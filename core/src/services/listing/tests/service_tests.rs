//! Listing pipeline tests against the in-memory repository.
//!
//! These exercise the externally observable contract of the listing fetch:
//! Available-only scoping, filter semantics, sort monotonicity, window
//! arithmetic, and the exactness of the total match count.

use std::sync::Arc;

use chrono::{Duration, TimeZone, Utc};
use uuid::Uuid;

use crate::domain::entities::{AreaUnit, NewProperty, Property, PropertyStatus};
use crate::domain::listing::{ListingQuery, PropertyFilter, SortKey};
use crate::repositories::MockPropertyRepository;
use crate::services::listing::ListingService;

struct Seed {
    city: &'static str,
    address: &'static str,
    price: u64,
    area: f64,
    bedrooms: u32,
    has_lawn: bool,
    status: PropertyStatus,
}

fn build(seed: &Seed, index: usize) -> Property {
    let mut property = Property::from_submission(NewProperty {
        title: format!("Listing {}", index + 1),
        description: "Comfortable family home".to_string(),
        price: seed.price,
        area: seed.area,
        area_unit: AreaUnit::Marla,
        bedrooms: seed.bedrooms,
        floors: 1,
        kitchens: 1,
        has_lawn: seed.has_lawn,
        additional_info: None,
        address: seed.address.to_string(),
        city: seed.city.to_string(),
        property_type: "House".to_string(),
        images: vec![format!("img/{}.jpg", index + 1)],
        seller_id: Uuid::new_v4(),
        seller_name: "Seller".to_string(),
        seller_phone: "+923000000000".to_string(),
    });
    property.status = seed.status;
    // Deterministic creation order so the "newest" sort is predictable
    let base = Utc.with_ymd_and_hms(2024, 3, 1, 12, 0, 0).unwrap();
    property.created_at = base + Duration::minutes(index as i64);
    property
}

fn seeds(entries: Vec<Seed>) -> Vec<Property> {
    entries
        .iter()
        .enumerate()
        .map(|(i, seed)| build(seed, i))
        .collect()
}

fn available(city: &'static str, price: u64) -> Seed {
    Seed {
        city,
        address: "Model Town",
        price,
        area: 10.0,
        bedrooms: 3,
        has_lawn: false,
        status: PropertyStatus::Available,
    }
}

async fn service_with(properties: Vec<Property>) -> ListingService<MockPropertyRepository> {
    let repository = Arc::new(MockPropertyRepository::seeded(properties).await);
    ListingService::new(repository)
}

#[tokio::test]
async fn every_returned_row_is_available() {
    let mut entries = vec![available("Lahore", 50_000), available("Lahore", 60_000)];
    entries.push(Seed {
        status: PropertyStatus::Rented,
        ..available("Lahore", 55_000)
    });
    entries.push(Seed {
        status: PropertyStatus::Pending,
        ..available("Lahore", 58_000)
    });
    let service = service_with(seeds(entries)).await;

    let page = service.fetch(&ListingQuery::default()).await.unwrap();

    assert_eq!(page.total, 2);
    assert!(page.data.iter().all(|p| p.status == PropertyStatus::Available));
}

#[tokio::test]
async fn city_filter_is_case_insensitive_containment() {
    let service = service_with(seeds(vec![
        available("Lahore", 50_000),
        available("Karachi", 50_000),
        available("Islamabad", 50_000),
    ]))
    .await;

    let query = ListingQuery::filtered(PropertyFilter::none().with_city("LAHO"));
    let page = service.fetch(&query).await.unwrap();

    assert_eq!(page.total, 1);
    assert!(page
        .data
        .iter()
        .all(|p| p.city.to_lowercase().contains("laho")));
}

#[tokio::test]
async fn price_band_example_five_of_fourteen() {
    // 14 available rows, 5 of them inside [40000, 80000].
    let in_band = [40_000, 52_000, 65_000, 74_500, 80_000];
    let out_of_band = [12_000, 20_000, 25_000, 30_000, 39_999, 80_001, 95_000, 120_000, 150_000];
    let mut entries: Vec<Seed> = in_band.iter().map(|&p| available("Lahore", p)).collect();
    entries.extend(out_of_band.iter().map(|&p| available("Lahore", p)));
    assert_eq!(entries.len(), 14);
    let service = service_with(seeds(entries)).await;

    let query = ListingQuery::filtered(
        PropertyFilter::none().with_min_price(40_000).with_max_price(80_000),
    )
    .sorted_by(SortKey::PriceLow)
    .paged(1, 8);
    let page = service.fetch(&query).await.unwrap();

    assert_eq!(page.total, 5);
    assert!(page.data.len() <= 5);
    let prices: Vec<u64> = page.data.iter().map(|p| p.price).collect();
    assert!(prices.windows(2).all(|w| w[0] <= w[1]));
    assert!(prices.iter().all(|&p| (40_000..=80_000).contains(&p)));
}

#[tokio::test]
async fn price_high_is_non_increasing() {
    let service = service_with(seeds(
        [68_000, 25_000, 90_000, 45_000, 45_000]
            .iter()
            .map(|&p| available("Lahore", p))
            .collect(),
    ))
    .await;

    let query = ListingQuery::default().sorted_by(SortKey::PriceHigh);
    let page = service.fetch(&query).await.unwrap();

    let prices: Vec<u64> = page.data.iter().map(|p| p.price).collect();
    assert!(prices.windows(2).all(|w| w[0] >= w[1]));
}

#[tokio::test]
async fn area_high_is_non_increasing() {
    let entries: Vec<Seed> = [5.0, 20.0, 12.5, 8.0]
        .iter()
        .map(|&area| Seed {
            area,
            ..available("Lahore", 50_000)
        })
        .collect();
    let service = service_with(seeds(entries)).await;

    let query = ListingQuery::default().sorted_by(SortKey::AreaHigh);
    let page = service.fetch(&query).await.unwrap();

    let areas: Vec<f64> = page.data.iter().map(|p| p.area).collect();
    assert!(areas.windows(2).all(|w| w[0] >= w[1]));
}

#[tokio::test]
async fn newest_is_default_and_descending_by_creation() {
    let service = service_with(seeds(
        (0..4).map(|i| available("Lahore", 40_000 + i * 1000)).collect(),
    ))
    .await;

    let page = service.fetch(&ListingQuery::default()).await.unwrap();

    let stamps: Vec<_> = page.data.iter().map(|p| p.created_at).collect();
    assert!(stamps.windows(2).all(|w| w[0] >= w[1]));
}

#[tokio::test]
async fn total_is_invariant_under_paging() {
    let service = service_with(seeds(
        (0..20).map(|i| available("Lahore", 30_000 + i * 500)).collect(),
    ))
    .await;

    let first = service
        .fetch(&ListingQuery::default().paged(1, 8))
        .await
        .unwrap();
    let third = service
        .fetch(&ListingQuery::default().paged(3, 8))
        .await
        .unwrap();
    let other_size = service
        .fetch(&ListingQuery::default().paged(2, 5))
        .await
        .unwrap();

    assert_eq!(first.total, 20);
    assert_eq!(third.total, 20);
    assert_eq!(other_size.total, 20);
}

#[tokio::test]
async fn page_three_of_twenty_returns_the_final_four() {
    // With 20 rows, page 3 at size 8 covers rows 17..24; only 4 remain.
    let service = service_with(seeds(
        (0..20).map(|i| available("Lahore", 30_000 + i * 500)).collect(),
    ))
    .await;

    let page = service
        .fetch(&ListingQuery::default().paged(3, 8))
        .await
        .unwrap();

    assert_eq!(page.total, 20);
    assert_eq!(page.data.len(), 4);
    assert_eq!(page.total_pages, 3);
    assert_eq!(page.has_next, Some(false));
}

#[tokio::test]
async fn consecutive_pages_are_contiguous_and_non_overlapping() {
    let service = service_with(seeds(
        (0..20).map(|i| available("Lahore", 30_000 + i * 500)).collect(),
    ))
    .await;

    let page1 = service
        .fetch(&ListingQuery::default().sorted_by(SortKey::PriceLow).paged(1, 8))
        .await
        .unwrap();
    let page2 = service
        .fetch(&ListingQuery::default().sorted_by(SortKey::PriceLow).paged(2, 8))
        .await
        .unwrap();

    let ids1: Vec<Uuid> = page1.data.iter().map(|p| p.id).collect();
    let ids2: Vec<Uuid> = page2.data.iter().map(|p| p.id).collect();
    assert!(ids1.iter().all(|id| !ids2.contains(id)));

    // With a total order on price, page 2 picks up exactly where page 1
    // stopped.
    assert!(page1.data.last().unwrap().price <= page2.data.first().unwrap().price);
    assert_eq!(page1.data.len() + page2.data.len(), 16);
}

#[tokio::test]
async fn search_term_reaches_address() {
    // "DHA" appears only in the address, not in title or description.
    let mut entries = vec![available("Lahore", 50_000)];
    entries.push(Seed {
        address: "DHA Phase 6, Street 3",
        ..available("Lahore", 60_000)
    });
    let service = service_with(seeds(entries)).await;

    let query = ListingQuery::filtered(PropertyFilter::none().with_search_term("DHA"));
    let page = service.fetch(&query).await.unwrap();

    assert_eq!(page.total, 1);
    assert!(page.data[0].address.contains("DHA"));
}

#[tokio::test]
async fn page_zero_is_clamped_to_first_page() {
    let service = service_with(seeds(
        (0..10).map(|i| available("Lahore", 30_000 + i * 500)).collect(),
    ))
    .await;

    let clamped = service
        .fetch(&ListingQuery::default().paged(0, 8))
        .await
        .unwrap();
    let first = service
        .fetch(&ListingQuery::default().paged(1, 8))
        .await
        .unwrap();

    assert_eq!(clamped.page, 1);
    let clamped_ids: Vec<Uuid> = clamped.data.iter().map(|p| p.id).collect();
    let first_ids: Vec<Uuid> = first.data.iter().map(|p| p.id).collect();
    assert_eq!(clamped_ids, first_ids);
}

#[tokio::test]
async fn unrecognized_sort_key_behaves_like_newest() {
    let service = service_with(seeds(
        (0..5).map(|i| available("Lahore", 30_000 + i * 500)).collect(),
    ))
    .await;

    let fallback = service
        .fetch(&ListingQuery::default().sorted_by(SortKey::parse_or_default("price-medium")))
        .await
        .unwrap();
    let newest = service
        .fetch(&ListingQuery::default().sorted_by(SortKey::Newest))
        .await
        .unwrap();

    let fallback_ids: Vec<Uuid> = fallback.data.iter().map(|p| p.id).collect();
    let newest_ids: Vec<Uuid> = newest.data.iter().map(|p| p.id).collect();
    assert_eq!(fallback_ids, newest_ids);
}

#[tokio::test]
async fn inverted_price_band_yields_zero_matches_not_an_error() {
    let service = service_with(seeds(vec![
        available("Lahore", 50_000),
        available("Lahore", 60_000),
    ]))
    .await;

    let query = ListingQuery::filtered(
        PropertyFilter::none().with_min_price(80_000).with_max_price(40_000),
    );
    let page = service.fetch(&query).await.unwrap();

    assert_eq!(page.total, 0);
    assert!(page.is_empty());
    assert_eq!(page.total_pages, 0);
}

#[tokio::test]
async fn combined_filters_all_apply() {
    let mut entries = vec![
        Seed {
            has_lawn: true,
            bedrooms: 4,
            ..available("Lahore", 70_000)
        },
        Seed {
            has_lawn: true,
            bedrooms: 2,
            ..available("Lahore", 72_000)
        },
        Seed {
            has_lawn: false,
            bedrooms: 4,
            ..available("Lahore", 74_000)
        },
    ];
    entries.push(Seed {
        has_lawn: true,
        bedrooms: 4,
        ..available("Karachi", 71_000)
    });
    let service = service_with(seeds(entries)).await;

    let query = ListingQuery::filtered(
        PropertyFilter::none()
            .with_city("Lahore")
            .with_min_bedrooms(3)
            .with_has_lawn(true)
            .with_max_price(80_000),
    );
    let page = service.fetch(&query).await.unwrap();

    assert_eq!(page.total, 1);
    let hit = &page.data[0];
    assert_eq!(hit.city, "Lahore");
    assert!(hit.bedrooms >= 3);
    assert!(hit.has_lawn);
}
//! Property management service implementation.

use std::sync::Arc;
use uuid::Uuid;

use crate::domain::entities::{NewProperty, Property, PropertyStatus};
use crate::errors::{DomainError, DomainResult, ValidationError};
use crate::repositories::PropertyRepository;
use rn_shared::utils::validation::validators;

/// Service for the property lifecycle outside the listing page: seller
/// submissions, dashboards, status changes and removal.
pub struct PropertyService<P>
where
    P: PropertyRepository,
{
    property_repository: Arc<P>,
}

impl<P> PropertyService<P>
where
    P: PropertyRepository,
{
    /// Create a new property service
    pub fn new(property_repository: Arc<P>) -> Self {
        Self {
            property_repository,
        }
    }

    /// Validate and persist a seller's submission. New listings start out
    /// `Available` with today's listed date.
    pub async fn list_property(&self, input: NewProperty) -> DomainResult<Property> {
        Self::validate_submission(&input)?;
        let property = Property::from_submission(input);
        self.property_repository.insert(property).await
    }

    /// Fetch one property by id, any status (detail page)
    pub async fn get(&self, id: Uuid) -> DomainResult<Property> {
        self.property_repository
            .find_by_id(id)
            .await?
            .ok_or_else(|| DomainError::NotFound {
                resource: "Property".to_string(),
            })
    }

    /// All of a seller's properties, newest first (seller dashboard)
    pub async fn listings_of_seller(&self, seller_id: Uuid) -> DomainResult<Vec<Property>> {
        self.property_repository.find_by_seller(seller_id).await
    }

    /// Move a property to a new status, enforcing transition rules
    pub async fn change_status(&self, id: Uuid, status: PropertyStatus) -> DomainResult<Property> {
        let mut property = self.get(id).await?;
        property.change_status(status)?;
        self.property_repository.update(property).await
    }

    /// Delete a property (admin action)
    pub async fn remove(&self, id: Uuid) -> DomainResult<()> {
        if self.property_repository.delete(id).await? {
            Ok(())
        } else {
            Err(DomainError::NotFound {
                resource: "Property".to_string(),
            })
        }
    }

    fn validate_submission(input: &NewProperty) -> DomainResult<()> {
        if !validators::not_empty(&input.title) {
            return Err(ValidationError::RequiredField {
                field: "title".to_string(),
            }
            .into());
        }
        if !validators::not_empty(&input.city) {
            return Err(ValidationError::RequiredField {
                field: "city".to_string(),
            }
            .into());
        }
        if !validators::not_empty(&input.address) {
            return Err(ValidationError::RequiredField {
                field: "address".to_string(),
            }
            .into());
        }
        if !validators::is_plausible_rent(input.price) {
            return Err(ValidationError::OutOfRange {
                field: "price".to_string(),
                min: "1".to_string(),
                max: "100000000".to_string(),
            }
            .into());
        }
        if input.area <= 0.0 {
            return Err(ValidationError::OutOfRange {
                field: "area".to_string(),
                min: "0".to_string(),
                max: "unbounded".to_string(),
            }
            .into());
        }
        Ok(())
    }
}
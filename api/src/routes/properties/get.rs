//! Handler for GET /api/v1/properties/{id}

use actix_web::{web, HttpResponse};
use uuid::Uuid;

use crate::dto::PropertyResponse;
use crate::handlers::domain_error_response;
use crate::routes::AppState;

use rn_core::repositories::{PropertyRepository, RentalRequestRepository, UserRepository};
use rn_shared::types::ApiResponse;

/// Fetch one property by id, any status (detail page)
pub async fn get_property<P, U, R>(
    state: web::Data<AppState<P, U, R>>,
    path: web::Path<Uuid>,
) -> HttpResponse
where
    P: PropertyRepository + 'static,
    U: UserRepository + 'static,
    R: RentalRequestRepository + 'static,
{
    let id = path.into_inner();

    match state.property_service.get(id).await {
        Ok(property) => {
            HttpResponse::Ok().json(ApiResponse::success(PropertyResponse::from(property)))
        }
        Err(error) => domain_error_response(&error),
    }
}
※
- DESCRIPTION OF THE TASK -
Out of the preceding entries, pull every line containing the string "HttpResponse".

- ANSWER FOR THIS EXERCISE -
use actix_web::{web, HttpResponse};
) -> HttpResponse
            HttpResponse::Ok().json(ApiResponse::success(PropertyResponse::from(property)))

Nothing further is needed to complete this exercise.